■ **Assigned task**
Once you find the line with "fn read_declaration(path: &Path)" in the data that follows, repeat it and every line after it exactly, through the line with "std::fs::read_to_string(path)".

■ **Data**
==================================================

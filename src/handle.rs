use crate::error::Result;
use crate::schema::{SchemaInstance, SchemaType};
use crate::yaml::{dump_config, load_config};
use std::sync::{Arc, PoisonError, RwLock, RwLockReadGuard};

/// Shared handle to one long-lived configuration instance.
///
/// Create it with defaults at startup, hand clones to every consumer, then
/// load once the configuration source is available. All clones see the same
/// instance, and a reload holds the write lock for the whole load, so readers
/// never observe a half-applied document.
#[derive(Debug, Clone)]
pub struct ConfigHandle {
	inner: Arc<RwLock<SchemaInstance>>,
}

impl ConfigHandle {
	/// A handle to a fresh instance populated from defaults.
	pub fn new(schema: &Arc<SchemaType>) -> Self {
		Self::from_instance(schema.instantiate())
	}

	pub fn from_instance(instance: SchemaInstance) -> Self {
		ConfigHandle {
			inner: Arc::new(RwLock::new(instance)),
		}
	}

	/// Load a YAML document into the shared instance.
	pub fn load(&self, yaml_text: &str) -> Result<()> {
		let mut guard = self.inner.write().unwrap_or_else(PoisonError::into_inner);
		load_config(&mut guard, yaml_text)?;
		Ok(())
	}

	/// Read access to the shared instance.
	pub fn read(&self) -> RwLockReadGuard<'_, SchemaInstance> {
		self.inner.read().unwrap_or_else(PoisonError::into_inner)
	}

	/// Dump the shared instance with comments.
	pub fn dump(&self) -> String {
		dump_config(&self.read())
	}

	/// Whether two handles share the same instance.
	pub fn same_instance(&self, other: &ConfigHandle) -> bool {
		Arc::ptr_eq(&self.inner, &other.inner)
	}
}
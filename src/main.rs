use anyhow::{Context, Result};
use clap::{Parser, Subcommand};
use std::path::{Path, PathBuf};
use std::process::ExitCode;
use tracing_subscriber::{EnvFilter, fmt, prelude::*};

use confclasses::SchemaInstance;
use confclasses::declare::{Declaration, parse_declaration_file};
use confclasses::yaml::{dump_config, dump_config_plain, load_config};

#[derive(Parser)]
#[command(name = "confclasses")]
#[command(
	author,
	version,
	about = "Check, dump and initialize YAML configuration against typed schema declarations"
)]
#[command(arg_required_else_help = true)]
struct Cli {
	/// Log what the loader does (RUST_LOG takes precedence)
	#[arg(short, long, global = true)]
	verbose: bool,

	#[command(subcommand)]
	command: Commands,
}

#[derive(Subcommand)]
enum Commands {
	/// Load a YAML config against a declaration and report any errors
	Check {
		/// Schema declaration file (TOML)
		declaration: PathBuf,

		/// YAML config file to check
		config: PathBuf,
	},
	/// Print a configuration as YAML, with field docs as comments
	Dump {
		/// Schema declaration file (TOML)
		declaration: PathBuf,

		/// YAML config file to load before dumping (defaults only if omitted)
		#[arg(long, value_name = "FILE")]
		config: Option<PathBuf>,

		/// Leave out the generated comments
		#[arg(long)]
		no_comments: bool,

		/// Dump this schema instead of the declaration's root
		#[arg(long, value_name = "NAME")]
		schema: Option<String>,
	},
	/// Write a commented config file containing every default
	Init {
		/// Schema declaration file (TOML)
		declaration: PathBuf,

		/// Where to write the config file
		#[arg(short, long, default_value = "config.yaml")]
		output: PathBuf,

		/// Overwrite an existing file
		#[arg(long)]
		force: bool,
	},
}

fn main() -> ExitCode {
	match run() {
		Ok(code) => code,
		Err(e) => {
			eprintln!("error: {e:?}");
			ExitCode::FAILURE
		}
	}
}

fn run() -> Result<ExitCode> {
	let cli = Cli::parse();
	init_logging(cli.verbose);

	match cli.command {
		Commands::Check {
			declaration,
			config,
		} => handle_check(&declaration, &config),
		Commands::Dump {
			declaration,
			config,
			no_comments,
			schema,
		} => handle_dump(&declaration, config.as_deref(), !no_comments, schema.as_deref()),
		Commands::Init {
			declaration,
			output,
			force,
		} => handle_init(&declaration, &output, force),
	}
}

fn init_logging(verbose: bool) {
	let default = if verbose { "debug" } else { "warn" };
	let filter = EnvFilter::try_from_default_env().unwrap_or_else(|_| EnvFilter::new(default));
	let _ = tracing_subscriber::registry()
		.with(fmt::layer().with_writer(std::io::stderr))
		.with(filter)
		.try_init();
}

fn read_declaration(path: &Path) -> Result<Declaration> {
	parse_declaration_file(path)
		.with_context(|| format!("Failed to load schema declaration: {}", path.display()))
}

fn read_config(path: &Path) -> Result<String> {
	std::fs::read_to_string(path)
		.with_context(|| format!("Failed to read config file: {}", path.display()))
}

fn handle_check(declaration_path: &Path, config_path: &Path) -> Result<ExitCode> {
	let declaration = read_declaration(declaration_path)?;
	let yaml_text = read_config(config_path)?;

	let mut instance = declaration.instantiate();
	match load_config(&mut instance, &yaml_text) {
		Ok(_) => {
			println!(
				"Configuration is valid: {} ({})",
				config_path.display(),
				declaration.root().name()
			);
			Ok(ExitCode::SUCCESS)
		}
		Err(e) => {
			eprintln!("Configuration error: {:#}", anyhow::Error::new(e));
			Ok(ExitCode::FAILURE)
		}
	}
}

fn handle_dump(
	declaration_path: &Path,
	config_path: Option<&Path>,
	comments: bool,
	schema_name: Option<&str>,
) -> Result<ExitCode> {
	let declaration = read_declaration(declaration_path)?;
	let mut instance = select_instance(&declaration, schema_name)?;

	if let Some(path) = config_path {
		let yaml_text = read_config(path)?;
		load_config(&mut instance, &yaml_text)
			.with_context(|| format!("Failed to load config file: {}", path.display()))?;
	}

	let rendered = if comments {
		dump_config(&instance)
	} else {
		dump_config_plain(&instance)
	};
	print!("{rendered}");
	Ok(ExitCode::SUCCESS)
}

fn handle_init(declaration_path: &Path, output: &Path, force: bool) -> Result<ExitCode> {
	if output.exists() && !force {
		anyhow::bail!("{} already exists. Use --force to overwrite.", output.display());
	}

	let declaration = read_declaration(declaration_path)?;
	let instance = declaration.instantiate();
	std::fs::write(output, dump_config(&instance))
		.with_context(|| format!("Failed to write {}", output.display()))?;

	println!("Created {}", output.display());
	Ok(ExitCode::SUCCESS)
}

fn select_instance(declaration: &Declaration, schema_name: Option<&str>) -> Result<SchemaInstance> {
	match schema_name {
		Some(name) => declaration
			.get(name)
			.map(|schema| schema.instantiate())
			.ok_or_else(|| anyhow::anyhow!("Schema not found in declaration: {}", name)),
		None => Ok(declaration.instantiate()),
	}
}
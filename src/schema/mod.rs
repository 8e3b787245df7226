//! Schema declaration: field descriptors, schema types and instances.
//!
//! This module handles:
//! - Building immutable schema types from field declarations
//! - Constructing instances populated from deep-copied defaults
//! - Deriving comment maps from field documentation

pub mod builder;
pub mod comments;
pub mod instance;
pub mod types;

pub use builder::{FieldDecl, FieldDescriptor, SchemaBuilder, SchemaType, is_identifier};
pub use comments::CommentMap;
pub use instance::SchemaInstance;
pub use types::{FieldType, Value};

==================================================

■ **Answer to this problem**
fn read_declaration(path: &Path) -> Result<Declaration> {
	parse_declaration_file(path)
		.with_context(|| format!("Failed to load schema declaration: {}", path.display()))
}

fn read_config(path: &Path) -> Result<String> {
	std::fs::read_to_string(path)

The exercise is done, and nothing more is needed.